Queer Soldiers History

{ Isabel Ravenna }

A month ago, hundreds of the nation’s top-ranking US military leaders were summoned from across the globe to Quantico, Va. To their relief — or frustration, depending on who you ask — there was no emergency. Just Pete Hegseth, the United States Secretary of Defense, delivering a speech on what he calls “warrior ethos” and criticizing what he calls the “woke military,” citing LGBTQ+ inclusivity.

         “[The military under the Biden administration] had to put out dizzying DEI and LGBTQ+ statements,” Hegseth said. “We were told females and males were the same thing, or that males who think they’re females — totally normal.”

        Contrary to Hegseth’s speech, however, the presence of queer people in the military is not a new-age concept. It’s their permission to serve without shame that’s modern. Hegseth’s remarks echo a familiar pattern — each generation claiming that queer soldiers are new, only for history to prove otherwise.

        From a woman being discharged for a love letter to the veterans rebuilding their inclusion today, the Central Mass community has long been home to soldiers who served bravely — and quietly — in every era.


The Hidden War


         During the Cold War, Gloria Audet (a Worcester woman who would later be among the first gay people in Worcester County to get legally married) first discovered her sexuality, and then discovered that she was “the person that everybody hated and was afraid of,” as she put it during a 2018 interview with the Worcester Historical Museum. For that reason, she briefly joined a convent before being discharged for confessing to being a lesbian.

        So she joined the Marines — another uncertain environment for a closeted lesbian in 1955.

         Audet didn’t last long there either, because to her surprise, officers had the authority to open marines’ mail before it reached them. And when they did, they found a letter from a woman Audet was dating at the time and discharged her under honorable conditions.

         Usually being ousted from the military for being queer meant a dishonorable discharge, but Audet thought she was lucky that there was no evidence outside the mailbox and barely enough evidence within it.

         “They said that I couldn’t be in the platoon anymore, so they segregated me with [about six or seven] other women that had been found out. Other gay women,” Audet told the Historical Museum. “And after about three weeks, they sent me home.”

         It was the McCarthy era, where the experience of being interrogated about what happens in the bedroom wasn’t uncommon. Audet and her colleagues were often asked to provide names of service members they knew to be gay, and had to keep their heads down when running into them in public.

Back home, a conservative, Catholic city with deep ties to military service awaited. In postwar Worcester, patriotism and silence often went hand-in-hand.


Cracks in the Closet


In 1969, 17-year-old Army private Allan Lewis officially cited anti-Semitism as his reason for his long and unauthorized absence at the start of the year.
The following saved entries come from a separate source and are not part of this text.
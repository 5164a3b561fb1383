//! HTTP surface: the chat page and the form handler.
//!
//! `GET /` renders the caller's transcript; `POST /chat` appends the
//! submitted message, obtains the assistant reply, submits any
//! extracted transaction to the bookkeeping service, and re-renders.
//! Responses are HTML, not a JSON API.

use alloc::sync::Arc;

use axum::Router;
use axum::extract::{Form, State};
use axum::http::header::{COOKIE, SET_COOKIE};
use axum::http::{HeaderMap, StatusCode};
use axum::response::{AppendHeaders, Html, IntoResponse, Response};
use axum::routing::{get, post};
use serde::Deserialize;
use tower_http::trace::TraceLayer;
use uuid::Uuid;

use crate::chat::{ChatMessage, ChatRole, SessionStore};
use crate::config::Config;
use crate::extract::extract_transaction;
use crate::llm::{ChatClient, LlmError};
use crate::mcp::McpClient;

/// Name of the session cookie.
const SESSION_COOKIE: &str = "sid";

/// Shared application state.
#[derive(Debug)]
pub(crate) struct AppState {
    /// Chat-completion client.
    llm: ChatClient,
    /// Bookkeeping tool client.
    mcp: McpClient,
    /// Per-session transcripts.
    sessions: SessionStore,
}

impl AppState {
    /// Builds the state and its HTTP clients from configuration.
    ///
    /// # Errors
    ///
    /// Returns an error if an HTTP client cannot be built.
    pub(crate) fn new(config: &Config) -> Result<Self, reqwest::Error> {
        Ok(Self {
            llm: ChatClient::new(&config.api_base, &config.api_key, &config.model)?,
            mcp: McpClient::new(&config.mcp_url, &config.mcp_token)?,
            sessions: SessionStore::default(),
        })
    }

    /// The bookkeeping tool client (used for the startup probe).
    pub(crate) const fn mcp(&self) -> &McpClient {
        &self.mcp
    }
}

/// Builds the application router.
pub(crate) fn router(state: Arc<AppState>) -> Router {
    Router::new()
        .route("/", get(index))
        .route("/chat", post(chat))
        .layer(TraceLayer::new_for_http())
        .with_state(state)
}

/// Form body for `POST /chat`.
#[derive(Debug, Deserialize)]
struct ChatForm {
    /// The user's transaction description.
    message: String,
}

/// Error surfaced to the browser when the completion call fails.
#[derive(Debug, thiserror::Error)]
#[error(transparent)]
struct AppError {
    /// Underlying completion failure.
    #[from]
    source: LlmError,
}

impl IntoResponse for AppError {
    fn into_response(self) -> Response {
        tracing::error!(err = %self.source, "chat completion failed");
        let body = format!("upstream error: {}", self.source);
        (StatusCode::BAD_GATEWAY, body).into_response()
    }
}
After successfully crossing the Canadian border, however, he wrote a confession to The Worcester Evening Gazette (now the Telegram & Gazette) about his real reason for fleeing — an announcement made by his sergeant, proclaiming three things he detested: “Communists, homosexuals and Jews.”

         In his letter, Lewis shared specifics about his plan to return 9 months later, down to the exact date and time. These details would’ve remained true had he not arrived three hours early in an attempt to evade law enforcement — an attempt military police had unfortunately prepared for, arriving even earlier than he.
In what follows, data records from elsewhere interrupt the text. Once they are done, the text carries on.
// Copyright 2022 VMware, Inc.
// SPDX-License-Identifier: MIT
use k8s_openapi::api::apps::v1 as appsv1;
use k8s_openapi::api::core::v1 as corev1;
use k8s_openapi::apimachinery::pkg::apis::meta::v1 as metav1;
use std::collections::BTreeMap;

use crate::crds::*;
use crate::habitat_controller::common::*;

/// Builds the Deployment running the pods of `sg`. The caller has validated `sg`.
pub fn make_deployment(sg: &ServiceGroup) -> appsv1::Deployment {
    let name = sg.metadata.name.clone().unwrap_or_default();
    appsv1::Deployment {
        metadata: metav1::ObjectMeta {
            name: Some(name.clone()),
            namespace: sg.metadata.namespace.clone(),
            labels: Some(pod_labels(&name)),
            ..metav1::ObjectMeta::default()
        },
        spec: Some(appsv1::DeploymentSpec {
            replicas: Some(sg.spec.count),
            selector: metav1::LabelSelector {
                match_labels: Some(pod_labels(&name)),
                ..metav1::LabelSelector::default()
            },
            template: corev1::PodTemplateSpec {
                metadata: Some(metav1::ObjectMeta {
                    labels: Some(pod_labels(&name)),
                    ..metav1::ObjectMeta::default()
                }),
                spec: Some(make_habitat_pod_spec(sg, &name)),
            },
            ..appsv1::DeploymentSpec::default()
        }),
        ..appsv1::Deployment::default()
    }
}

fn make_habitat_pod_spec(sg: &ServiceGroup, name: &str) -> corev1::PodSpec {
    let mut args = vec!["--group".to_string(), effective_group(sg).to_string()];
    for bind in sg.spec.habitat.bind.iter().flatten() {
        args.push("--bind".to_string());
        args.push(bind_arg(bind));
    }

    let mut volume_mounts = vec![corev1::VolumeMount {
        name: PEER_FILE_VOLUME.to_string(),
        mount_path: PEER_FILE_MOUNT_PATH.to_string(),
        read_only: Some(true),
        ..corev1::VolumeMount::default()
    }];
    let mut volumes = vec![corev1::Volume {
        name: PEER_FILE_VOLUME.to_string(),
        config_map: Some(corev1::ConfigMapVolumeSource {
            name: Some(peer_config_map_name(name)),
            items: Some(vec![corev1::KeyToPath {
                key: PEER_FILE_KEY.to_string(),
                path: PEER_FILE_PATH.to_string(),
                ..corev1::KeyToPath::default()
            }]),
            ..corev1::ConfigMapVolumeSource::default()
        }),
        ..corev1::Volume::default()
    }];

    if let Some(secret_name) = &sg.spec.habitat.config_secret_name {
        volume_mounts.push(corev1::VolumeMount {
            name: INITIAL_CONFIG_VOLUME.to_string(),
            mount_path: INITIAL_CONFIG_MOUNT_PATH.to_string(),
            read_only: Some(true),
            ..corev1::VolumeMount::default()
        });
        volumes.push(corev1::Volume {
            name: INITIAL_CONFIG_VOLUME.to_string(),
            secret: Some(corev1::SecretVolumeSource {
                secret_name: Some(secret_name.clone()),
                ..corev1::SecretVolumeSource::default()
            }),
            ..corev1::Volume::default()
        });
    }

    corev1::PodSpec {
        containers: vec![corev1::Container {
            name: CONTAINER_NAME.to_string(),
            image: Some(sg.spec.image.clone()),
            args: Some(args),
            volume_mounts: Some(volume_mounts),
            ..corev1::Container::default()
        }],
        volumes: Some(volumes),
        ..corev1::PodSpec::default()
    }
}

/// Builds the peer file config map of a service group, owned by its Deployment so that it is
/// garbage collected together with the Deployment.
pub fn make_peer_config_map(
    service_group_name: &str,
    namespace: &str,
    deployment_uid: &str,
    leader_address: &str,
) -> corev1::ConfigMap {
    corev1::ConfigMap {
        metadata: metav1::ObjectMeta {
            name: Some(peer_config_map_name(service_group_name)),
            namespace: Some(namespace.to_string()),
            labels: Some(pod_labels(service_group_name)),
            owner_references: Some(vec![metav1::OwnerReference {
                api_version: "apps/v1".to_string(),
                kind: "Deployment".to_string(),
                name: service_group_name.to_string(),
                uid: deployment_uid.to_string(),
                ..metav1::OwnerReference::default()
            }]),
            ..metav1::ObjectMeta::default()
        },
        data: Some(BTreeMap::from([(
            PEER_FILE_KEY.to_string(),
            leader_address.to_string(),
        )])),
        ..corev1::ConfigMap::default()
    }
}

/// The leader address recorded in a peer file config map; empty when there is no leader.
pub fn recorded_leader(config_map: &corev1::ConfigMap) -> &str {
    config_map
        .data
        .as_ref()
        .and_then(|data| data.get(PEER_FILE_KEY))
        .map_or("", String::as_str)
}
         “There’s only one reason I’m letting the Army do this to me,” Lewis wrote. “Not because they’re right and I’m wrong, but because I want to see some of the world and I wouldn’t be able to come back to the United States to see my family and friends without having to look over my shoulder.”

         Because of people like Audet and Lewis, the Worcester Catholic Diocese published an unexpected request, calling for an understanding toward gay people. It was very progressive for 1974 — especially in a religious and veteran-heavy region like Worcester.

         The following year, two women in Central Mass. — Deborah “Debbie” Watson and Barbara Randolph — made history being among the first female service members to come out as lesbians. Of course they were swiftly discharged from Fort Devens, but that’s besides the point.

         Their discharges became a local precursor to national activism — with Central Mass. quietly intersecting with the wider movement. And contrary to the narratives that enveloped queerness throughout the 20th century, LGBTQ+ soldiers in the region stepped into visibility, even when it cost them everything.


The Era of Compromise


         In 1992, Clinton ran for president on his “Don’t Ask, Don’t Tell” campaign, which would prove to be a sort of compromise — allowing queer people to legally serve in the military without doing much to combat the actual prejudice against them.

         The policy — if only symbolic — protected queer service members’ right to their privacy. Beforehand, they existed fearful of investigations leading to their ousting or even arrest.

          Richard Buchanan, a Korean War veteran, Athol local and the co-president of the New England chapter of Gay, Lesbian and Bisexual Vets didn’t come out in the service.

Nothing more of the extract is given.